Stored items:
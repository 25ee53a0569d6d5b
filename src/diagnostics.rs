//! Structured logging for pool failures, via the `log` facade (spec.md
//! §6's "Error reporting" column, made concrete).
//!
//! The pool never panics on a caller mistake; it reports through `log`
//! and returns null/`Err`, same as the donor crate's own `log::warn!`
//! calls around its scheduler's retry paths.

use crate::error::PoolError;

pub(crate) fn report(err: PoolError) {
    match err {
        PoolError::Fragmentation => log::warn!("{err}"),
        _ => log::error!("{err}"),
    }
}

pub(crate) fn trace_coalesce(block_count: u32, offset: u32) {
    log::trace!("coalesced {block_count} blocks into span at offset {offset}");
}

pub(crate) fn trace_split(block_count: u32, offset: u32) {
    log::trace!("split {block_count}-block span at offset {offset} back into free blocks");
}

pub(crate) fn trace_teardown() {
    log::trace!("pool torn down");
}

- _AIM OF THE EXERCISE_
Copy out the lines of the records above in which the string "offset" appears.

- _THE COMPLETED TASK_
pub(crate) fn trace_coalesce(block_count: u32, offset: u32) {
    log::trace!("coalesced {block_count} blocks into span at offset {offset}");
pub(crate) fn trace_split(block_count: u32, offset: u32) {
    log::trace!("split {block_count}-block span at offset {offset} back into free blocks");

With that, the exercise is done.